Saturday, July 11, 2015
Film Review: Magic Mike XXL
Magic Mike XXL. Rated MA15+ (strong coarse language and sexual references). 115 minutes. Directed by Gregory Jacobs. Screenplay by Reid Carolin.
In the three years since Magic Mike (2012), Mike (Channing Tatum) has realised his ambition of running a custom-made furniture business. Even though he is living the dream, his small business is struggling to cover its costs, and in no time at all he finds himself back as one of the Kings of Tampa for one final performance at a national strippers convention.
Before it finds its rhythm and reason, the sequel meanders along with long scenes about the circumstances in which the guys reunite.

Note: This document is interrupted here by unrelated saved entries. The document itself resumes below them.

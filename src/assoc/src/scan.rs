//! The association engine: for every feature, locate its cis-SNPs, run the
//! statistical kernel on each (feature, SNP) pair and aggregate the
//! feature-level maximum ABF.
//!
//! Features are independent once the catalogues are built, so the scan fans
//! out with rayon; every task mutates its own feature only.

use cohort::{Catalogues, Feature, PairResult, SampleMap, Snp, SnpIdx};
use log::info;
use parser::BfFamily;
use rayon::prelude::*;

use stats::{abf, config, l10, ols, Grid, StdSstats};

use crate::{cis, AnalysisOptions, Logger};

/// Run the scan over every feature of the catalogue.
pub fn run(cat: &mut Catalogues, opts: &AnalysisOptions) {
    let Catalogues { subgroups, sample_map, snps, snps_by_chr, features } = cat;
    let (snps, snps_by_chr, sample_map) = (&*snps, &*snps_by_chr, &*sample_map);
    let nb_subgroups = subgroups.len();
    let positions: Vec<Vec<usize>> = (0..nb_subgroups)
        .map(|s| sample_map.subgroup_positions(s))
        .collect();

    info!("Scanning {} feature(s) for cis associations...", features.len());
    let progress = Logger::progress(features.len(), "associating".to_string());

    features.par_iter_mut().for_each(|ftr| {
        ftr.cis_snps = cis::scan(ftr, snps, snps_by_chr, opts.anchor, opts.cis_len);
        let pairs: Vec<PairResult> = ftr.cis_snps.iter()
            .map(|&idx| analyze_pair(ftr, idx, &snps[idx.0], sample_map, &positions, opts))
            .collect();
        ftr.pair_results = pairs;
        if let Some(pbf) = opts.pbf {
            ftr.max_l10_true_abf = max_true_abf(&ftr.pair_results, pbf, nb_subgroups);
        }
        progress.inc(1);
    });
    progress.finish_and_clear();

    let nb_pairs: usize = features.iter().map(|f| f.pair_results.len()).sum();
    let nb_tested: usize = features.iter().filter(|f| !f.cis_snps.is_empty()).count();
    info!("{nb_tested} feature(s) with at least one cis-SNP, {nb_pairs} pair(s) analyzed");
}

/// Gather the paired, non-missing (dosage, phenotype) values of one
/// subgroup. `pheno_positions[j]` is the universe position used to look up
/// the phenotype of `positions[j]`; outside permutations the two slices are
/// identical.
pub(crate) fn collect_aligned(
    ftr: &Feature,
    s: usize,
    snp: &Snp,
    map: &SampleMap,
    positions: &[usize],
    pheno_positions: &[usize],
    g: &mut Vec<f64>,
    y: &mut Vec<f64>,
) {
    g.clear();
    y.clear();
    for (j, &i) in positions.iter().enumerate() {
        let Some(geno_col) = map.geno_col(i) else {
            continue
        };
        if snp.is_na[geno_col] {
            continue
        }
        let Some(pheno_col) = map.pheno_col(s, pheno_positions[j]) else {
            continue
        };
        if ftr.is_na[s][pheno_col] {
            continue
        }
        g.push(snp.genos[geno_col]);
        y.push(ftr.phenos[s][pheno_col]);
    }
}

/// Does this subgroup carry data for this SNP at all, under the MAF filter?
pub(crate) fn subgroup_in_play(ftr: &Feature, s: usize, snp: &Snp, maf_min: f64) -> bool {
    if !ftr.has_pheno(s) {
        return false
    }
    // A NaN MAF (no genotyped sample in the subgroup) never passes.
    maf_min <= 0.0 || snp.mafs[s] >= maf_min
}

fn analyze_pair(
    ftr: &Feature,
    snp_idx: SnpIdx,
    snp: &Snp,
    map: &SampleMap,
    positions: &[Vec<usize>],
    opts: &AnalysisOptions,
) -> PairResult {
    let nb_subgroups = ftr.phenos.len();
    let mut pair = PairResult::new(snp_idx, nb_subgroups);

    let (mut g, mut y) = (Vec::new(), Vec::new());
    for s in 0..nb_subgroups {
        if !subgroup_in_play(ftr, s, snp, opts.maf_min) {
            continue
        }
        collect_aligned(ftr, s, snp, map, &positions[s], &positions[s], &mut g, &mut y);
        pair.stats[s] = if g.len() < 2 {
            ols::OlsStats::degenerate(g.len())
        } else {
            ols::regress(&g, &y)
        };
    }

    if let Some(bfs) = opts.bfs {
        for s in 0..nb_subgroups {
            pair.std_sstats[s] = ols::standardize(&pair.stats[s]);
        }
        let grid = opts.grid.as_ref().expect("a grid is mandatory when ABFs are computed");
        compute_abfs(&mut pair, bfs, grid);
    }
    pair
}

/// Fill the label-keyed ABF maps of one pair: the consistent model and its
/// fixed-effect / maximum-heterogeneity variants first, then the selector's
/// configurations in enumerator order.
fn compute_abfs(pair: &mut PairResult, bfs: BfFamily, grid: &Grid) {
    let ns = pair.sample_sizes();
    let triples = pair.std_sstats.clone();
    let weights = grid.uniform_weights();
    let nb_subgroups = ns.len();
    let everyone: Vec<usize> = (0..nb_subgroups).collect();

    let mut entries: Vec<(String, Vec<f64>)> = Vec::new();
    let with_data = |members: &[usize]| abf::subset_has_data(&ns, members);

    for (label, values) in [
        ("const", abf::grid_consistent(&triples, grid)),
        ("const-fix", abf::grid_fixed(&triples, grid)),
        ("const-maxh", abf::grid_max_het(&triples, grid)),
    ] {
        let values = if with_data(&everyone) { values } else { abf::nan_grid(grid) };
        entries.push((label.to_string(), values));
    }

    let configs: Vec<config::Config> = match bfs {
        BfFamily::Const  => Vec::new(),
        BfFamily::Subset => config::singletons(nb_subgroups).collect(),
        BfFamily::All    => config::proper_subsets(nb_subgroups).collect(),
    };
    for cfg in configs {
        let values = if with_data(&cfg.members) {
            abf::grid_consistent(&abf::mask(&triples, &cfg.members), grid)
        } else {
            abf::nan_grid(grid)
        };
        entries.push((cfg.label, values));
    }

    for (label, values) in entries {
        pair.weighted_abfs.insert(label.clone(), l10::log10_weighted_sum(&values, &weights));
        pair.unweighted_abfs.push((label, values));
    }
}

/// The labels over which the permutation Bayes factor maximizes.
pub(crate) fn pbf_labels(pbf: BfFamily, nb_subgroups: usize) -> Vec<String> {
    let mut labels = vec!["const".to_string()];
    match pbf {
        BfFamily::Const  => {}
        BfFamily::Subset => labels.extend(config::singletons(nb_subgroups).map(|c| c.label)),
        BfFamily::All    => labels.extend(config::proper_subsets(nb_subgroups).map(|c| c.label)),
    }
    labels
}

/// Feature-level maximum weighted ABF over its pairs, under the permutation
/// policy. NaN entries never win; all-NaN stays NaN.
fn max_true_abf(pairs: &[PairResult], pbf: BfFamily, nb_subgroups: usize) -> f64 {
    let labels = pbf_labels(pbf, nb_subgroups);
    let mut best = f64::NAN;
    for pair in pairs {
        for label in &labels {
            if let Some(&value) = pair.weighted_abfs.get(label) {
                if !value.is_nan() && (best.is_nan() || value > best) {
                    best = value;
                }
            }
        }
    }
    best
}

/// Weighted permutation Bayes factor of one pair, recomputed from
/// (permuted) standardized triples: the policy's maximum over the same
/// label set as [`pbf_labels`].
pub(crate) fn weighted_pbf_max(
    triples: &[StdSstats],
    ns: &[usize],
    pbf: BfFamily,
    grid: &Grid,
    weights: &[f64],
) -> f64 {
    let nb_subgroups = triples.len();
    let everyone: Vec<usize> = (0..nb_subgroups).collect();
    let mut best = f64::NAN;
    let mut consider = |value: f64, best: &mut f64| {
        if !value.is_nan() && (best.is_nan() || value > *best) {
            *best = value;
        }
    };

    if abf::subset_has_data(ns, &everyone) {
        consider(l10::log10_weighted_sum(&abf::grid_consistent(triples, grid), weights), &mut best);
    }
    let configs: Vec<config::Config> = match pbf {
        BfFamily::Const  => Vec::new(),
        BfFamily::Subset => config::singletons(nb_subgroups).collect(),
        BfFamily::All    => config::proper_subsets(nb_subgroups).collect(),
    };
    for cfg in configs {
        if abf::subset_has_data(ns, &cfg.members) {
            let values = abf::grid_consistent(&abf::mask(triples, &cfg.members), grid);
            consider(l10::log10_weighted_sum(&values, &weights), &mut best);
        }
    }
    best
}

#[cfg(test)]
mod tests {
    use super::*;
    use crate::testutil::{toy_catalogues, toy_options};

    #[test]
    fn scan_keeps_only_cis_pairs() {
        let mut cat = toy_catalogues(9);
        run(&mut cat, &toy_options());
        let ftr = &cat.features[0];
        assert_eq!(ftr.cis_snps.len(), 1);
        assert_eq!(cat.snp(ftr.cis_snps[0]).name, "rs1");
        // Perfect fit: betahat = 1, pve = 1, p = 0.
        let stats = &ftr.pair_results[0].stats[0];
        assert!((stats.betahat - 1.0).abs() < 1e-10);
        assert!((stats.pve - 1.0).abs() < 1e-10);
        assert_eq!(stats.pval, 0.0);
    }

    #[test]
    fn abfs_follow_enumerator_order() {
        let mut cat = toy_catalogues(9);
        let mut opts = toy_options();
        opts.bfs = Some(BfFamily::Subset);
        opts.pbf = Some(BfFamily::Const);
        opts.grid = Some(Grid::from_pairs(&[(0.1, 0.4), (0.5, 0.5)]));
        run(&mut cat, &opts);

        let pair = &cat.features[0].pair_results[0];
        let labels: Vec<&str> = pair.unweighted_abfs.iter().map(|(l, _)| l.as_str()).collect();
        assert_eq!(labels, vec!["const", "const-fix", "const-maxh", "1"]);
        assert!(pair.unweighted_abfs.iter().all(|(_, v)| v.len() == 2));
        assert!(pair.weighted_abfs.contains_key("const"));
    }

    #[test]
    fn maf_filter_silences_a_subgroup() {
        let mut cat = toy_catalogues(9);
        let mut opts = toy_options();
        // Doses 0,1,2 cycling: p = 0.5, maf = 0.5. A 0.6 threshold excludes it.
        opts.maf_min = 0.6;
        run(&mut cat, &opts);
        let pair = &cat.features[0].pair_results[0];
        assert_eq!(pair.stats[0].n, 0);
        assert!(pair.stats[0].pval.is_nan());
    }

    #[test]
    fn max_true_abf_ignores_nan() {
        let mut cat = toy_catalogues(9);
        let mut opts = toy_options();
        opts.bfs = Some(BfFamily::Const);
        opts.pbf = Some(BfFamily::Const);
        opts.grid = Some(Grid::from_pairs(&[(0.1, 0.4)]));
        run(&mut cat, &opts);
        // With a perfect fit the triple degenerates to zero: the weighted
        // ABF is 0 everywhere, never NaN.
        assert!(!cat.features[0].max_l10_true_abf.is_nan());
    }
}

Missing, a little too obviously, is Matthew McConaughey’s Dallas, who has disappeared off to Europe. Also absent is Alex Pettyfer’s Adam, whose rite of passage from a tortured 19-year-old protégé to stripper superstardom formed the basis of Carolin’s engaging screenplay for the first film.
Fortunately, McConaughey and Pettyfer’s absence gives Carolin the opportunity to shine the spotlight back onto Tatum, who dances up a storm and is more than capable of carrying the film. He receives excellent support from the returning Joe Manganiello as Richie and Matt Bomer as Ken in particular, who also get more to play with this time around. Manganiello’s scene when he is dared to make a bored, convenience store shop assistant smile, is great fun.
But where Magic Mike XXL departs significantly, and most successfully, from the first film, is the way in which its female characters are given more depth and purpose within the story. Jada Pinkett Smith’s fascinating Rome essentially ends up replacing Dallas as the troupe’s MC, while Andie MacDowell is wonderful as divorcee Nancy, a woman who, along with her close circle of friends, discovers that their wild and untameable passions are far from extinct.
This review was commissioned by the West Australian Newspaper Group.